**Try it:** Only the lines below from the one containing "O(n log n)." to the one containing "an explicitly injected" should be repeated, both included and unchanged.

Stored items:
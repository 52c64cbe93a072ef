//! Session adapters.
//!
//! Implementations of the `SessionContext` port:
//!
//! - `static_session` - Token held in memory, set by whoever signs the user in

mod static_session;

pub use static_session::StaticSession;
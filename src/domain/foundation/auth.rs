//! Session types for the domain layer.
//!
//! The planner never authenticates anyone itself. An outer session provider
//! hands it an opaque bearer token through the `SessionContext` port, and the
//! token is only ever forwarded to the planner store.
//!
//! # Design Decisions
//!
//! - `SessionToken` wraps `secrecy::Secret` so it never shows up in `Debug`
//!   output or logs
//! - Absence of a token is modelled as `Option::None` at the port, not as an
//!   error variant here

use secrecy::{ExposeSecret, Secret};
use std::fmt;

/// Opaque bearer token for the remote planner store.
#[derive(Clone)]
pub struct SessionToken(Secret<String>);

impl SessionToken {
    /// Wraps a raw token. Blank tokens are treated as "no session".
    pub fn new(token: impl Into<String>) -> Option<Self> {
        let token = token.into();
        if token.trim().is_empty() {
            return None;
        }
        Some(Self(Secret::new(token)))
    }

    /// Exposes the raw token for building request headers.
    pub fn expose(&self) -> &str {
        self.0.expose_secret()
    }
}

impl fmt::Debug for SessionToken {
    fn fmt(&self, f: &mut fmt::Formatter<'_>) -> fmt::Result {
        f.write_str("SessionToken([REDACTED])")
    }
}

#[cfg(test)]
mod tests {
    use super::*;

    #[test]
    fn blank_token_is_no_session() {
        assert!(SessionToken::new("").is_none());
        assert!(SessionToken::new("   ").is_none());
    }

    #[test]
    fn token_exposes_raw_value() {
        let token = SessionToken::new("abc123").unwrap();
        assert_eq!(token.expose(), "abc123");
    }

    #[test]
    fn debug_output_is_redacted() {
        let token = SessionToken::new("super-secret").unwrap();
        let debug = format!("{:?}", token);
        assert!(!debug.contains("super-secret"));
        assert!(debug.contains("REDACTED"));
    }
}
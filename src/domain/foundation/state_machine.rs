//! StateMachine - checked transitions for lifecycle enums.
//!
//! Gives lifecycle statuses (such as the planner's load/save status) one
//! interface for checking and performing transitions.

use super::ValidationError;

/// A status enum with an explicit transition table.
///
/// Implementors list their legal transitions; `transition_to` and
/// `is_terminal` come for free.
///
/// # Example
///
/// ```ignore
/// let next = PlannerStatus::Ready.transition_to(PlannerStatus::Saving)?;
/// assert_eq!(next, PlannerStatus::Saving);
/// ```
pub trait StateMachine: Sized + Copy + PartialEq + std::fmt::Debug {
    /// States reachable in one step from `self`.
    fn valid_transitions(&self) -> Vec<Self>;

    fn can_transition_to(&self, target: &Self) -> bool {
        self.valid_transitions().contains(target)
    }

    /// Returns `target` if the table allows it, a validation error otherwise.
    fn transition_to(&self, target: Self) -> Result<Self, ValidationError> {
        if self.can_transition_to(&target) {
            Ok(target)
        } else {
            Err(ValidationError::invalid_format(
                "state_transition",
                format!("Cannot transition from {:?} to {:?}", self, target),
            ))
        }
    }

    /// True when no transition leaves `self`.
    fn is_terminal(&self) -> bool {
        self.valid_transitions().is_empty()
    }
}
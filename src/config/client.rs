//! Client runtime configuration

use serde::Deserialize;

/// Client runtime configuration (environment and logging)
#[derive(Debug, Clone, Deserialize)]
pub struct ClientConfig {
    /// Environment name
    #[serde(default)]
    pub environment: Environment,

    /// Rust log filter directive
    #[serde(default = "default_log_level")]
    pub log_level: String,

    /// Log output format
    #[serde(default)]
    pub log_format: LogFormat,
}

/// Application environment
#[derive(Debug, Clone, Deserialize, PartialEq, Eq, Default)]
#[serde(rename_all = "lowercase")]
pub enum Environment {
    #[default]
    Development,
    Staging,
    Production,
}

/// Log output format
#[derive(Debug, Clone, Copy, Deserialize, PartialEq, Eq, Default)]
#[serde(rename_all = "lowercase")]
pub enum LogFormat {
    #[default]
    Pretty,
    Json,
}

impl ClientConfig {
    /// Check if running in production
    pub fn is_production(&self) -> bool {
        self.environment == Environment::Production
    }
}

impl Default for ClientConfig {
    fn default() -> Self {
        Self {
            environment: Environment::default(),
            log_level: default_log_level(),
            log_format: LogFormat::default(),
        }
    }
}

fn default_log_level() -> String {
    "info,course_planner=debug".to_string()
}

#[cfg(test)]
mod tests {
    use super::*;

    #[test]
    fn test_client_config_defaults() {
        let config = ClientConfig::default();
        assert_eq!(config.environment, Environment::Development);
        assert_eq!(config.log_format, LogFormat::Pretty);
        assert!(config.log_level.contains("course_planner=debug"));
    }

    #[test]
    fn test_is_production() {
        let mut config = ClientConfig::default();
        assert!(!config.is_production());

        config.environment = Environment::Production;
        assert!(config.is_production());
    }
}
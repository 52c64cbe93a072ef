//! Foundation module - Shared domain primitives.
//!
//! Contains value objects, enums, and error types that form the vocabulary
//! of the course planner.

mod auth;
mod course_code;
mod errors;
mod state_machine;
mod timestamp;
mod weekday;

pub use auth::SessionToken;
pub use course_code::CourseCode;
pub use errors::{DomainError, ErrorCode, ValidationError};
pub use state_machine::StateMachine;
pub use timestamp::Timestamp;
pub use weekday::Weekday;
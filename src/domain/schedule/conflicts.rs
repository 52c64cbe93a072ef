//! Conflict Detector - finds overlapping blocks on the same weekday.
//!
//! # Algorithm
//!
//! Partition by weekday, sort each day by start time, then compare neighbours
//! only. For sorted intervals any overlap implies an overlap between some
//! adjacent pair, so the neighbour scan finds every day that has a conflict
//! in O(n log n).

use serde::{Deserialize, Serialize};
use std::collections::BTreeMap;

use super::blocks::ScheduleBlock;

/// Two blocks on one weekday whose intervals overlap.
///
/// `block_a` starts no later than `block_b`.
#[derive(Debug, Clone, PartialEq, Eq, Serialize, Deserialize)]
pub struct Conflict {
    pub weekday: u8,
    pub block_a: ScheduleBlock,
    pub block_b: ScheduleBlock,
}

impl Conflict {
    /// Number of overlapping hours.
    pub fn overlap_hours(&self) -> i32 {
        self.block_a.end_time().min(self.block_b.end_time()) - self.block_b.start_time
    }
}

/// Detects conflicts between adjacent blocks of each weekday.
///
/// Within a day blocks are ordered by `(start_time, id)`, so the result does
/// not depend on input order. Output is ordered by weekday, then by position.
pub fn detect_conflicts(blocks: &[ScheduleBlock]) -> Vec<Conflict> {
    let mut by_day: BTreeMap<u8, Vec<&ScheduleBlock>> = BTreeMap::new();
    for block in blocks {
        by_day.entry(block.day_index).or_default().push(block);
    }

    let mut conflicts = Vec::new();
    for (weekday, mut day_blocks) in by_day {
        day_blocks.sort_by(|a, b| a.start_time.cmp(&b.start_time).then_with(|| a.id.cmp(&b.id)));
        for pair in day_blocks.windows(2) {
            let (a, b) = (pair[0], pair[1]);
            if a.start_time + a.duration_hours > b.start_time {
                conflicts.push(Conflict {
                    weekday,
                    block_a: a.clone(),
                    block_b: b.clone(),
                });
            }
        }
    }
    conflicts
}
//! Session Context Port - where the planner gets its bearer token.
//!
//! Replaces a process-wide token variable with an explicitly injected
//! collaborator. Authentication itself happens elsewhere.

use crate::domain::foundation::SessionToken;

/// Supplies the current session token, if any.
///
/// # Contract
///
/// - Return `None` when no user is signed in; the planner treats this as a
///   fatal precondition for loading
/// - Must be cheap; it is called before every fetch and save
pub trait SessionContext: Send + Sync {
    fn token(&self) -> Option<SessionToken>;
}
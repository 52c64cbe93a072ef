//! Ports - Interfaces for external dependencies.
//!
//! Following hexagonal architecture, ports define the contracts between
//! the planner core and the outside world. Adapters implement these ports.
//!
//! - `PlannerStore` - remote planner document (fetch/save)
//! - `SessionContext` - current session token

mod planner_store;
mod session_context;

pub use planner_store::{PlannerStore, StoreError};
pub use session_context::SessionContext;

**Answer area:**
//! in O(n log n).

use serde::{Deserialize, Serialize};
use std::collections::BTreeMap;

use super::blocks::ScheduleBlock;

/// Two blocks on one weekday whose intervals overlap.
///
/// `block_a` starts no later than `block_b`.
#[derive(Debug, Clone, PartialEq, Eq, Serialize, Deserialize)]
pub struct Conflict {
    pub weekday: u8,
    pub block_a: ScheduleBlock,
    pub block_b: ScheduleBlock,
}

impl Conflict {
    /// Number of overlapping hours.
    pub fn overlap_hours(&self) -> i32 {
        self.block_a.end_time().min(self.block_b.end_time()) - self.block_b.start_time
    }
}

/// Detects conflicts between adjacent blocks of each weekday.
///
/// Within a day blocks are ordered by `(start_time, id)`, so the result does
/// not depend on input order. Output is ordered by weekday, then by position.
pub fn detect_conflicts(blocks: &[ScheduleBlock]) -> Vec<Conflict> {
    let mut by_day: BTreeMap<u8, Vec<&ScheduleBlock>> = BTreeMap::new();
    for block in blocks {
        by_day.entry(block.day_index).or_default().push(block);
    }

    let mut conflicts = Vec::new();
    for (weekday, mut day_blocks) in by_day {
        day_blocks.sort_by(|a, b| a.start_time.cmp(&b.start_time).then_with(|| a.id.cmp(&b.id)));
        for pair in day_blocks.windows(2) {
            let (a, b) = (pair[0], pair[1]);
            if a.start_time + a.duration_hours > b.start_time {
                conflicts.push(Conflict {
                    weekday,
                    block_a: a.clone(),
                    block_b: b.clone(),
                });
            }
        }
    }
    conflicts
}
//! Session Context Port - where the planner gets its bearer token.
//!
//! Replaces a process-wide token variable with an explicitly injected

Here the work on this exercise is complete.